Теория «мичуринского дарвинизма» подоспела ко времени: в 1931–1935 годах наиболее серьезные биологи страны все чаще стали задумываться над странной карьерой Лысенко в науке. Одних настораживали опыты, предпринимаемые без всякого контроля сразу на тысячах гектаров. Других возмущали грубые по форме и неграмотные по содержанию статьи Презента и Лысенко, направленные против проверенных фактов генетики, против крупнейших экспериментаторов мировой науки.
Летом 1935 года член президиума ВАСХНИЛ, профессор Московского университета Михаил Михайлович Завадовский впервые обратил внимание своих коллег на странный альянс, образовавшийся в науке. Завадовский рассказал, что в Ленинградском университете распространяется мнение, будто в Советском Союзе нет никакой генетики и никаких генетиков, кроме Мичурина и Лысенко. Что Лысенко — прямой продолжатель Дарвина. Утверждает все это на своих лекциях заведующий кабинетом дарвинизма философ И. И. Презент. «У меня сложилось такое представление, что Лысенко плохо знает содержание науки… — заметил академик Завадовский. — У него не хватает эрудиции. Этой эрудицией ему помогает Презент, который тоже не знает физиологии, но в последнее время интересуется ею. Получается комбинация, синтез, который дал, с одной стороны, интересную мысль, с другой стороны, пестрит рискованными местами. Поскольку пресса подхватывает некоторые утверждения Лысенко — Презента, они приобретают, с моей точки зрения, угрожающий характер… Шумиха, которая имеет место… не только выворачивает мозги у молодежи и аспирантов, выворачивает мозги и у самих работников; а у Лысенко получается головокружение от успехов, которое лишает его возможности держаться на ногах».

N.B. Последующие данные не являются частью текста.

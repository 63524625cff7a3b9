//! Content factory for building the region map environment from data files.

use std::path::{Path, PathBuf};

use region_map_core::{MapSectionLookup, RegionMapConfig};

use crate::StaticContent;
use crate::loaders::{ConfigLoader, ContentLoader, LayoutLoader, LoadResult, builtin};
use crate::tables::SECTION_NAMES;

/// Content factory that loads region map content from a data directory.
///
/// # Directory Structure
///
/// ```text
/// data_dir/
/// ├── config.toml
/// ├── regions.ron
/// ├── dungeons.ron   (optional)
/// └── fly.ron        (optional)
/// ```
pub struct ContentFactory {
    data_dir: PathBuf,
}

impl ContentFactory {
    /// Creates a new content factory pointing to a data directory.
    pub fn new(data_dir: impl Into<PathBuf>) -> Self {
        Self {
            data_dir: data_dir.into(),
        }
    }

    /// Load configuration from `config.toml`.
    pub fn load_config(&self) -> LoadResult<RegionMapConfig> {
        ConfigLoader::load(&self.data_dir.join("config.toml"))
    }

    /// Load the section lookup from `regions.ron`, named by the built-in table.
    pub fn load_lookup(&self) -> LoadResult<MapSectionLookup> {
        let layouts = LayoutLoader::load(&self.data_dir.join("regions.ron"))?;
        builtin::build_lookup(SECTION_NAMES.iter().copied(), layouts)
    }

    /// Load dungeon descriptors and the fly table.
    ///
    /// Falls back to the built-in tables when either file is absent.
    pub fn load_content(&self) -> LoadResult<StaticContent> {
        let dungeons = self.data_dir.join("dungeons.ron");
        let fly = self.data_dir.join("fly.ron");
        if dungeons.exists() && fly.exists() {
            return ContentLoader::load(&dungeons, &fly);
        }

        tracing::debug!(dir = %self.data_dir.display(), "using built-in dungeon and fly tables");
        Ok(StaticContent::builtin())
    }

    /// Returns the data directory path.
    pub fn data_dir(&self) -> &Path {
        &self.data_dir
    }
}

#[cfg(test)]
mod tests {
    use super::*;
    use region_map_core::{DungeonOracle, Region, SectionId};

    #[test]
    fn test_factory_paths() {
        let factory = ContentFactory::new("/tmp/data");
        assert_eq!(factory.data_dir(), Path::new("/tmp/data"));
    }

    #[test]
    fn loads_a_data_directory() {
        let dir = tempfile::tempdir().unwrap();
        std::fs::write(dir.path().join("config.toml"), "heap_budget = 1024\n").unwrap();
        std::fs::write(
            dir.path().join("regions.ron"),
            "(regions: [(region: Johto, surface: [(section: 0x36, at: (4, 4))])])",
        )
        .unwrap();

        let factory = ContentFactory::new(dir.path());
        assert_eq!(factory.load_config().unwrap().heap_budget, 1024);

        let lookup = factory.load_lookup().unwrap();
        assert_eq!(lookup.home_region(SectionId(0x36)), Some(Region::Johto));
        assert!(lookup.layout(Region::Rijon).is_none());

        let content = factory.load_content().unwrap();
        assert!(content.descriptor(SectionId(0x1F)).is_some());
    }

    #[test]
    fn missing_layouts_are_an_error() {
        let dir = tempfile::tempdir().unwrap();
        assert!(ContentFactory::new(dir.path()).load_lookup().is_err());
    }
}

Завадовский попытался обратить внимание также на нравственную сторону оси Презент — Лысенко. Изгнанный однажды из университета за растление студенток, Презент был и прежде известен как человек нечестный и нечистый. Его контакт с одесским агрономом тоже сильно отдавал спекуляцией. Напористый, властолюбивый, выходящий на гребень удачи, Лысенко тащил за собой хитрого конъюнктурщика и сам питался его лукавыми рекомендациями. Однако, разглядев все неприглядности этого «научного» союза, академик Завадовский то ли по мягкости характера, то ли в предвидении лысенковской карьеры ограничился тем, что призвал президиум ВАСХНИЛ помочь Лысенко разобраться в ошибках, разъяснить ему несостоятельность его претензий на звание советского Дарвина.
На том же заседании президиума ВАСХНИЛ саратовский селекционер и генетик Г. К. Мейстер заявил, что Презент и Лысенко шельмуют данные современной генетики, явно не прочитав ни строчки из Моргана и Менделя.
«Наша селекция построена на генетике, а генетика имеет массу достижений, особенно за последние годы, — сказа. Мейстер. — Не принимать в расчет эти достижения — значит, ничего не понимать. Так критиковать, как критикуют Презент и Лысенко, неприлично, особенно неприлично нам в СССР, где ЦК партии и Совнарком решили устроить международный конгресс по генетике, а наши академики помещают критику рыночного характера… Пишут, что есть только два селекционера, Мичурин и Лысенко… Действительно, в СССР был выдающийся селекционер Мичурин, который имел огромные достижения, но ставить Лысенко на одну доску с Мичуриным нельзя, ведь он на протяжении десятка лет не вывел ни одного сорта…»
В том же духе, обвиняя Лысенко в невежестве и неэтичном поведении, выступали недавно назначенный на место Вавилова президент ВАСХНИЛ Муралов, вице-президент Бондаренко, заведующий бюро по опытному делу Лапин. Единственным защитником Лысенко на этом заседании оказался Вавилов. Правда, он признал несерьезными некоторые рассуждения одесского агронома насчет так называемого инцухт-метода, но в основном научное направление одесского института одобрил. «Лысенко, — сказал Николай Иванович, — осторожный исследователь, талантливый, его эксперименты безукоризненны».
Что это было? Затянувшееся заблуждение? Или правы некоторые бывшие сотрудники, которые утверждали, что смещенный с поста вчерашний президент ВАСХНИЛ уже не был свободен в своих публичных оценках? Мне более достоверным кажется первое утверждение. Николаю Ивановичу, когда того требовала польза дела, случалось быть и дипломатом. Но науку, самую истину он никогда не предавал. В крайнем случае Вавилов мог бы промолчать. Публично он отстаивал только то, во что верил.